En el otro lado del mundo, Mishima le escribe a Kawabata que son las horas de la noche aquellas en las que su espíritu de narrador alcanza una interioridad mayor. («Correspondencia» Mishima-Kawabata.-Emecé.) Representa sin duda todo esto «la faceta nocturna de la soledad creadora» que ha comentado Steiner. Él recuerda cómo Milton declara que la lámpara del poeta «a medianoche/será vista en alguna alta y solitaria torre«, el creador enclaustrado permanecerá bajo un cielo estrellado «mirando una y otra vez la Osa Mayor«.( Steiner.-«Gramáticas de la creación».-Siruela.)
(Fotos: Franz Kafka, por Andy Warhol .-Yasunari Kawabata)

DETALLE DE PERRO

«La novela funciona con una acumulación de detalles más lenta que la historia corta – decía Flannery O’ Connor -. La historia corta requiere procedimientos más drásticos que la novela, porque se tienen que llevar a cabo más cosas en menos tiempo. Los detalles deben tener más peso inmediato. En la buena narrativa, algunos detalles tenderán a acumular significado de la historia misma, y cuando pasa esto, se convierten en simbólicos». («El negro artificial».-Encuentro).

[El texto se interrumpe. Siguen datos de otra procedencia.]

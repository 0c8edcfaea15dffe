//! Error types for esplink.

use thiserror::Error;

use crate::protocol::DeviceId;

/// Main error type for all esplink operations.
#[derive(Debug, Error)]
pub enum EspError {
    /// A known packet id arrived with a payload that does not match its
    /// expected shape. Carries the raw payload for diagnostics.
    #[error("malformed payload for packet id {packet_id:#04X} ({} bytes)", .payload.len())]
    MalformedPayload {
        /// Wire packet id.
        packet_id: u8,
        /// Raw payload bytes as received.
        payload: bytes::Bytes,
    },

    /// No matching response arrived within the request deadline.
    #[error("request timed out waiting for response id {0:#04X}")]
    RequestTimeout(u8),

    /// A request with the same correlation key is already outstanding.
    #[error("a request awaiting response id {0:#04X} from {1} is already in flight")]
    RequestInFlight(u8, DeviceId),

    /// The request was cancelled before a response arrived.
    #[error("request cancelled")]
    RequestCancelled,

    /// The device reported it could not process the request.
    #[error("device {device} rejected request id {request_id:#04X}: {reason}")]
    RequestRejected {
        /// Device that reported the failure.
        device: DeviceId,
        /// Packet id of the rejected request.
        request_id: u8,
        /// Device-reported reason (unsupported, not processed, data error).
        reason: &'static str,
    },

    /// The device rejected one definition of a sweep write batch; carries
    /// the 1-based index of the offending definition.
    #[error("sweep definition {0} contains invalid data")]
    SweepWriteFailed(u8),

    /// The transport dropped while the operation was outstanding.
    #[error("connection lost")]
    ConnectionLost,

    /// The session is not in a state that allows the operation.
    #[error("not connected")]
    NotConnected,

    /// Opening the transport failed.
    #[error("transport open failed: {0}")]
    TransportOpen(String),

    /// The transport did not acknowledge a write within the bounded timeout.
    #[error("write not acknowledged by transport in time")]
    WriteAckTimeout,

    /// A received payload could not be interpreted as the requested domain
    /// value (e.g. a version string that is not numeric).
    #[error("invalid response data: {0}")]
    InvalidData(&'static str),

    /// I/O error from a stream-backed transport.
    #[error("I/O error: {0}")]
    Io(#[from] std::io::Error),
}

/// Result type alias using EspError.
pub type Result<T> = std::result::Result<T, EspError>;
//! # esplink
//!
//! Client engine for the ESP binary protocol spoken by the V1 accessory.
//!
//! The crate is a protocol stack, bottom to top:
//!
//! - **Framing** ([`protocol`]): a resynchronizing scanner that turns a noisy
//!   transport byte stream into validated wire frames and back.
//! - **Packets** ([`packets`]): typed decode/encode of frames into request,
//!   response and unknown packets, with the round-trip guarantee that
//!   re-encoding a decoded packet reproduces its exact wire bytes.
//! - **Dispatch** ([`dispatch`]): request/response correlation, multi-packet
//!   reassembly (alert tables, sweep sets) and notification fan-out.
//! - **Session** ([`session`]): one logical connection over one transport;
//!   serialized writes, lifecycle state machine, no-data watchdog.
//! - **Client** ([`EspClient`]): the typed request/subscribe surface
//!   applications call.
//!
//! ## Example
//!
//! ```ignore
//! use esplink::{EspClient, ClientConfig};
//! use esplink::transport::DemoTransport;
//!
//! #[tokio::main]
//! async fn main() -> Result<(), esplink::EspError> {
//!     let client = EspClient::connect(
//!         DemoTransport::builder().repeat(true).build(),
//!         ClientConfig::default(),
//!     ).await?;
//!
//!     let volts = client.request_battery_voltage().await?;
//!     println!("battery: {volts}V");
//!
//!     let mut alerts = client.alert_tables();
//!     while let Ok(table) = alerts.recv().await {
//!         println!("{} alert(s)", table.len());
//!     }
//!     Ok(())
//! }
//! ```

pub mod client;
pub mod data;
pub mod dispatch;
pub mod error;
pub mod packets;
pub mod protocol;
pub mod session;
pub mod transport;

pub use client::{ClientConfig, EspClient};
pub use error::EspError;
pub use packets::Packet;
pub use protocol::{DeviceId, PacketId};
pub use session::{ConnectionEvent, ConnectionState};
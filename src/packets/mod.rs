//! Typed packets: the decoded in-memory form of a wire frame.
//!
//! The taxonomy is closed at the type level — request, response, unknown —
//! but open at the wire level: ids this library does not know still decode
//! (to [`UnknownPacket`]) and re-encode byte-identically. Every packet keeps
//! its [`Frame`] as the encoding source of truth, so the round-trip law
//! `encode(decode(f)) == f` holds structurally rather than by convention.

pub mod codec;
pub mod request;
pub mod response;

pub use codec::{decode, encode};
pub use request::RequestPacket;
pub use response::{version_value, ResponseBody};

use bytes::Bytes;

use crate::protocol::{DeviceId, Frame, PacketId};

/// A decoded ESP packet.
#[derive(Debug, Clone, PartialEq)]
pub enum Packet {
    /// A request observed on the bus (ours echoed, or another device's).
    Request(RequestPacket),
    /// A response or unsolicited notification.
    Response(ResponsePacket),
    /// A packet with an id outside this library's table.
    Unknown(UnknownPacket),
}

impl Packet {
    /// The wire frame backing this packet.
    pub fn frame(&self) -> &Frame {
        match self {
            Packet::Request(p) => &p.frame,
            Packet::Response(p) => &p.frame,
            Packet::Unknown(p) => &p.frame,
        }
    }

    /// Packet id.
    pub fn packet_id(&self) -> PacketId {
        self.frame().packet_id()
    }

    /// Originating device.
    pub fn origin(&self) -> DeviceId {
        self.frame().origin()
    }

    /// Destination device.
    pub fn destination(&self) -> DeviceId {
        self.frame().destination()
    }

    /// Raw payload bytes.
    pub fn payload(&self) -> &Bytes {
        self.frame().payload()
    }

    /// The parsed response body, when this is a response.
    pub fn response_body(&self) -> Option<&ResponseBody> {
        match self {
            Packet::Response(p) => Some(&p.body),
            _ => None,
        }
    }
}

/// A response or notification packet with its parsed body.
#[derive(Debug, Clone, PartialEq)]
pub struct ResponsePacket {
    /// Backing wire frame.
    pub frame: Frame,
    /// Validated view of the payload.
    pub body: ResponseBody,
}

/// A packet whose id is not in this library's table. The payload is kept
/// verbatim so newer protocol revisions pass through unharmed.
#[derive(Debug, Clone, PartialEq)]
pub struct UnknownPacket {
    /// Backing wire frame.
    pub frame: Frame,
}

impl UnknownPacket {
    /// Raw wire id byte.
    pub fn packet_id_byte(&self) -> u8 {
        self.frame.packet_id_byte()
    }
}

«Para el escritor de ficción, el acto de juzgar comienza en los detalles que ve y en el modo en que los ve. Los escritores de ficción a quienes no les preocupan estos detalles concretos pecan de lo que Henry James llamó «especificación endeble». El ojo se deslizará sobre sus palabras mientras nuestra atención se va a dormir. (…) No obstante, afirmar que la ficción procede por el uso de detalles no implica el simple, mecánico amontonamiento de éstos. Cada detalle debe ser controlado a la luz de un objetivo primordial, cada detalle debe introducirse de modo que trabaje para nosotros. El arte es selectivo. Todo lo que hay en él es esencial y genera movimiento». («El arte del cuento».-El Ateneo).

El detalle es el que hace ver en literatura todo lo que pasa como en la pintura el ojo en la distancia y en la perspectiva no alcanza a distinguir el detalle si esta pupila no se acerca al cuadro y se fija asombrada en la minuciosidad y el amor cuidadoso que puso el artista para terminar perfectamente aquello que parecía escondido y que muchos no llegarían quizá a percibir. Una lista de cien detalles famosos en la pintura la hizo Kenneth Clark en su obra » One Hundred Details from Pictures in the National Gallery» (Cambridge, Harvard University, 199o) y allí aparecen, entre otros, un perrillo sostenido en los brazos por un niño sentado en unas escaleras en cierto cuadro de Tiziano, los ojos y la cabeza de un gato en una pintura de Hogarth, el sombrero de una figura femenina en «Los paraguas» de Renoir, o los cuatro peces, los dos huevos y el ajo partido que pintó Velázquez en «Cristo en casa de Marta«.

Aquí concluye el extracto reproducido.